#### Exercise objective:
Which lines below mention "CoreError"? Pick each one out.

#### Source data:
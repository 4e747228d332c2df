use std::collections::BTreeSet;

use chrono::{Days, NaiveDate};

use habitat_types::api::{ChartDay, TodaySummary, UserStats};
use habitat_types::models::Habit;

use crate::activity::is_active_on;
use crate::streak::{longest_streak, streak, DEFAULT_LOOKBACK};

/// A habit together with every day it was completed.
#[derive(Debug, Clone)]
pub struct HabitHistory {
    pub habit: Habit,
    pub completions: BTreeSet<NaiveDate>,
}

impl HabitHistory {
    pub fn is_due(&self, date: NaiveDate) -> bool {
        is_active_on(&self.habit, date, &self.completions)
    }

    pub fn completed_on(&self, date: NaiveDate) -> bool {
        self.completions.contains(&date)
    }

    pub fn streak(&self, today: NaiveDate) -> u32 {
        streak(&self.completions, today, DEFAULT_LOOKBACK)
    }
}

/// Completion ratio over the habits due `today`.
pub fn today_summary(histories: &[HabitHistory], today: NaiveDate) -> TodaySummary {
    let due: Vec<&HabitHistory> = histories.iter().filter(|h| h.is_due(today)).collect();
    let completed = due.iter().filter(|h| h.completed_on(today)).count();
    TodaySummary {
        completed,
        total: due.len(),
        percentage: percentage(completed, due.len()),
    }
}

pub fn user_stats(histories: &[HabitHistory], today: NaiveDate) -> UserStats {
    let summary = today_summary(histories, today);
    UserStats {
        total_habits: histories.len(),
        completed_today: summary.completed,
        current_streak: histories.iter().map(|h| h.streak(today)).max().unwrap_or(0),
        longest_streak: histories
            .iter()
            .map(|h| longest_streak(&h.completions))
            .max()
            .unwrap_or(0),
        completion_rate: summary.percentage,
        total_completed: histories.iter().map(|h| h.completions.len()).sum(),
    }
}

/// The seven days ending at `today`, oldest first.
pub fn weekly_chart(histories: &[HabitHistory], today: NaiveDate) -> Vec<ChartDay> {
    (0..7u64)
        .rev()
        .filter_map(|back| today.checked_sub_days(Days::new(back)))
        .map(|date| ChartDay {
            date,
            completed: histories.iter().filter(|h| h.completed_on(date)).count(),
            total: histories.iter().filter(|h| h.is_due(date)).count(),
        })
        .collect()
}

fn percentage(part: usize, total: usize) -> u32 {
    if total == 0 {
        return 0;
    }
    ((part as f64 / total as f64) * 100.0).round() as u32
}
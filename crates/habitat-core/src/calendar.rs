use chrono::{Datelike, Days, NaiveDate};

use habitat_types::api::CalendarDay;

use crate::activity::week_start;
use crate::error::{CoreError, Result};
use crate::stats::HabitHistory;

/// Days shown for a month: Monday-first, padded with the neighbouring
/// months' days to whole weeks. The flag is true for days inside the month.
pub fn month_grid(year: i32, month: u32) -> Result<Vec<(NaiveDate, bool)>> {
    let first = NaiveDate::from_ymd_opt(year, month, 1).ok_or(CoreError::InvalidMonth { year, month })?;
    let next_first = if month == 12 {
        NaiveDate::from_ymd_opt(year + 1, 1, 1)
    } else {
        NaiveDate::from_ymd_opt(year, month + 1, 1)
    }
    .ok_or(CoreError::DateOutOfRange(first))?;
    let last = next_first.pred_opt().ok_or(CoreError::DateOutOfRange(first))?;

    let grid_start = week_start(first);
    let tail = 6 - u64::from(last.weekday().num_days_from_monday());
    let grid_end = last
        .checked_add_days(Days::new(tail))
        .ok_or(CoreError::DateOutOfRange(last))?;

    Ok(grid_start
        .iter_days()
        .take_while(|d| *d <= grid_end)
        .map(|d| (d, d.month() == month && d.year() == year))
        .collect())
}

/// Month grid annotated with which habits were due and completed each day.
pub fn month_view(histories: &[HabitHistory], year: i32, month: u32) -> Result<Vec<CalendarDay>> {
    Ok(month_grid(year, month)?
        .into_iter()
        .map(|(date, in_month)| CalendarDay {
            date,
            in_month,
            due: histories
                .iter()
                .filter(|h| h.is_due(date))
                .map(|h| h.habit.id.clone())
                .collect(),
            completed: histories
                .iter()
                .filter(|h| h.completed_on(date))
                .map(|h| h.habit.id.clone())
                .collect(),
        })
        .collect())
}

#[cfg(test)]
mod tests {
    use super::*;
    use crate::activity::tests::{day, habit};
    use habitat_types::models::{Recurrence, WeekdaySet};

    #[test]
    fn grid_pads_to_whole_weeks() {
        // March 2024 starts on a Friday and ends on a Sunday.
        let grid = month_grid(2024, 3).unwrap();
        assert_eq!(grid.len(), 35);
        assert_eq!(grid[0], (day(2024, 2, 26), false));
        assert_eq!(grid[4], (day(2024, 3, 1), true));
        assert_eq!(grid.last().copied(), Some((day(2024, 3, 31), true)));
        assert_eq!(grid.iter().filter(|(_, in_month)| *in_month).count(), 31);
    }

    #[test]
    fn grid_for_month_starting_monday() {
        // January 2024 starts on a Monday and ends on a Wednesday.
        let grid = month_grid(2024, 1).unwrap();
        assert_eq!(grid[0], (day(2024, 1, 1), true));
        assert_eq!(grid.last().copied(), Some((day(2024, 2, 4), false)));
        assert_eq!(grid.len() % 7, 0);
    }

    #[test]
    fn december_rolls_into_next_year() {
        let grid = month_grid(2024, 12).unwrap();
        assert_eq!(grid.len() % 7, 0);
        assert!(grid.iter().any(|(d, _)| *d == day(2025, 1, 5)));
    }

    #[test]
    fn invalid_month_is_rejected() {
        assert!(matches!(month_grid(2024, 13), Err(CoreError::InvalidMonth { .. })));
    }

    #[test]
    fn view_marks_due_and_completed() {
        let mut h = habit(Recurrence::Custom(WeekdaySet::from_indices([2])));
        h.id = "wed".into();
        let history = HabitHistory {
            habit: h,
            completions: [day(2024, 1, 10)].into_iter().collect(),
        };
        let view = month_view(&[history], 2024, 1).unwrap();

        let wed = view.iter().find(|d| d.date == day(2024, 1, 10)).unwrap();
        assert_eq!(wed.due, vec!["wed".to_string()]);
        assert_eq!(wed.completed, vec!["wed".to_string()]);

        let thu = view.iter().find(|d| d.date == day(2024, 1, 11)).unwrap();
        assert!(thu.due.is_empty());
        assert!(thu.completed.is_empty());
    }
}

#### Exercise solution:
use crate::error::{CoreError, Result};
    let first = NaiveDate::from_ymd_opt(year, month, 1).ok_or(CoreError::InvalidMonth { year, month })?;
    .ok_or(CoreError::DateOutOfRange(first))?;
    let last = next_first.pred_opt().ok_or(CoreError::DateOutOfRange(first))?;
        .ok_or(CoreError::DateOutOfRange(last))?;
        assert!(matches!(month_grid(2024, 13), Err(CoreError::InvalidMonth { .. })));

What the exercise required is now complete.